Não creio na melhor idade. Podemos envelhecer com alguma boa sorte e a genética favorável. Na questão do tempo, temos como nos respeitar, o que não acontece quando o outro decide que você é uma propriedade.

Há desfechos horripilantes, alheios às escolhas e decisões das mulheres. Sim, é possível envelhecermos com graça e autossuficiência, se não formos mortas e nossos corpos – ainda mornos, jazendo sobre uma maca de necropsia – serem profanados por homens medonhos. É triste constatar que até mortas corremos perigo.

Vocês souberam disso?

Voltarei a esse assunto em outro momento, talvez quando o meu estômago não estiver embrulhado. Por enquanto, fica aqui a minha indignação.
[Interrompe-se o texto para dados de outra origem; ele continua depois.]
//! Ledger Migrate
//!
//! Idempotent, resumable deployment of named contracts onto a ledger.
//!
//! # Design
//!
//! The orchestrator keeps a small per-network cache recording, for each
//! logical name, the operation that deployed it and the address it
//! resolved to. Rerunning a migration script is always safe: finished
//! deployments are returned straight from the cache, and deployments that
//! were submitted by a run that died before confirmation are resumed
//! rather than resubmitted.
//!
//! The ledger client, contract factories, proxy deployer, and human
//! confirmation are traits you implement; see [`traits`].
//!
//! # Usage
//!
//! ```ignore
//! use ledger_migrate::{
//!     AutoConfirm, CacheDir, DeployOptions, DeployOutcome, Orchestrator, OrchestratorConfig,
//! };
//! use serde_json::json;
//!
//! let config = OrchestratorConfig::from_env()?;
//! let orchestrator = Orchestrator::new(
//!     my_ledger,
//!     CacheDir::from_config(&config),
//!     AutoConfirm::yes(),
//!     config,
//! );
//!
//! match orchestrator
//!     .deploy("token", &token_factory, &[json!("Name"), json!("SYM")], &DeployOptions::new())
//!     .await?
//! {
//!     DeployOutcome::Deployed { address, .. } => println!("token at {address}"),
//!     DeployOutcome::Declined => println!("skipped"),
//! }
//! ```

pub mod config;
pub mod error;
pub mod options;
pub mod orchestrator;
pub mod prompt;
pub mod record;
pub mod store;
pub mod traits;
pub mod types;

#[cfg(any(test, feature = "test-utils"))]
pub mod testing;

pub use config::OrchestratorConfig;
pub use error::DeployError;
pub use options::{DeployOptions, ProxyOptions};
pub use orchestrator::{DeployOutcome, Orchestrator};
pub use prompt::AutoConfirm;
#[cfg(feature = "interactive")]
pub use prompt::TerminalConfirm;
pub use record::{DeploymentRecord, RecordState};
#[cfg(feature = "file-storage")]
pub use store::{CacheDir, FileStore};
pub use store::{KeyValueStore, MemoryCacheSet, MemoryStore};
pub use traits::{CacheLocation, Confirm, Deployable, Ledger, NoProxy, ProxyDeployer};
pub use types::*;
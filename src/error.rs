//! Error types for the deployment orchestrator.
//!
//! No `anyhow` leakage. Explicit, typed errors. A declined confirmation is
//! not in here on purpose: see [`crate::DeployOutcome::Declined`].

use crate::types::OperationId;

#[derive(Debug, thiserror::Error)]
pub enum DeployError {
    /// The ledger refused the submission before returning an operation id.
    /// Nothing was persisted.
    #[error("submission failed: {0}")]
    SubmissionFailed(String),

    /// The operation was accepted but reverted or never resolved an address.
    /// The pending record stays in the cache.
    #[error("operation {operation_id} failed to confirm: {reason}")]
    ConfirmationFailed {
        operation_id: OperationId,
        reason: String,
    },

    #[error("cache unavailable: {0}")]
    CacheUnavailable(String),

    #[error("network identity lookup failed: {0}")]
    NetworkIdentity(String),

    #[error("confirmation prompt failed: {0}")]
    Prompt(String),

    #[error("invalid deployment name {0:?}: must be non-empty and contain no '.'")]
    InvalidName(String),

    /// Upgrades need a confirmed proxy address in the cache.
    #[error("{0:?} has no confirmed deployment to upgrade")]
    NotDeployed(String),

    #[error("corrupt cache entry {key}: {reason}")]
    CorruptRecord { key: String, reason: String },

    #[error("invalid configuration: {0}")]
    Config(String),
}

impl DeployError {
    /// Whether re-invoking `deploy` with the same arguments might succeed.
    ///
    /// A failed confirmation is not recoverable this way: the same operation
    /// id is resolved again until the record is cleared with `no_cache`.
    pub fn is_recoverable(&self) -> bool {
        matches!(
            self,
            DeployError::SubmissionFailed(_) | DeployError::NetworkIdentity(_)
        )
    }
}

#[cfg(test)]
mod tests {
    use super::*;

    #[test]
    fn test_error_display() {
        let err = DeployError::SubmissionFailed("nonce too low".to_string());
        assert_eq!(err.to_string(), "submission failed: nonce too low");

        let err = DeployError::ConfirmationFailed {
            operation_id: OperationId::new("0xabc"),
            reason: "reverted".to_string(),
        };
        assert_eq!(
            err.to_string(),
            "operation 0xabc failed to confirm: reverted"
        );

        let err = DeployError::CacheUnavailable("disk full".to_string());
        assert_eq!(err.to_string(), "cache unavailable: disk full");

        let err = DeployError::InvalidName("a.b".to_string());
        assert!(err.to_string().contains("\"a.b\""));

        let err = DeployError::NotDeployed("vault".to_string());
        assert_eq!(
            err.to_string(),
            "\"vault\" has no confirmed deployment to upgrade"
        );

        let err = DeployError::CorruptRecord {
            key: "token.address".to_string(),
            reason: "expected string".to_string(),
        };
        assert_eq!(
            err.to_string(),
            "corrupt cache entry token.address: expected string"
        );
    }

    #[test]
    fn test_error_is_recoverable() {
        assert!(DeployError::SubmissionFailed("x".into()).is_recoverable());
        assert!(DeployError::NetworkIdentity("x".into()).is_recoverable());

        assert!(!DeployError::ConfirmationFailed {
            operation_id: OperationId::new("0x1"),
            reason: "reverted".into(),
        }
        .is_recoverable());
        assert!(!DeployError::CacheUnavailable("x".into()).is_recoverable());
        assert!(!DeployError::Prompt("x".into()).is_recoverable());
        assert!(!DeployError::InvalidName("".into()).is_recoverable());
        assert!(!DeployError::Config("x".into()).is_recoverable());
        assert!(!DeployError::NotDeployed("x".into()).is_recoverable());
    }
}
Nos deixem em paz. Vivas ou mortas.


Imagem © Albert-Paul, por Pixabay

anaraja.com.br

Comentários

Soraya Jordão disse…
Como de costume, imperdível e adorável.
Ana Paula Gasparini disse…
Belo texto para reflexão e inspiração, Ana! Que saibamos fazer do tempo, que tanto tememos, aliado nosso!
Que nossas histórias de vida possam melhorar nossas capacidades de escolha. E acolhimento a nós mesmas!
Luciana G. disse…
Perfeito! Me vejo em alguns trechos minha amiga, te amo!
Ana Helena Reis disse…
Ana querida, seu texto ficou tão bonito! me vi ali representada, na luta interior que nós, mulheres maduras plus, como costumo dizer, travam com sua própria identidade - envelhecer sem se tornar invisível aos olhos dos outros tem que vir de dentro para fora, a primeira etapa tem que ser vencida por nós mesmas, pela forma como nós nos vemos, pelo rumo que damos a essa fase da vida, não é?
Albir disse…
Perfeito, Ana!
As conquistas são demoradas, mas são sólidas. Não tem retorno quando a mulher atinge essa maturidade. Mas as ameaças continuam!
Jander Minesso disse…
Mais uma aula, Ana.
E sei que toda generalização é burra, mas me parece que em geral vocês têm uma inteligência emocional e uma sabedoria muito maiores. Me faz pensar se as atrocidades históricas cometidas contra as mulheres não foram (são?) movidas por pura inveja.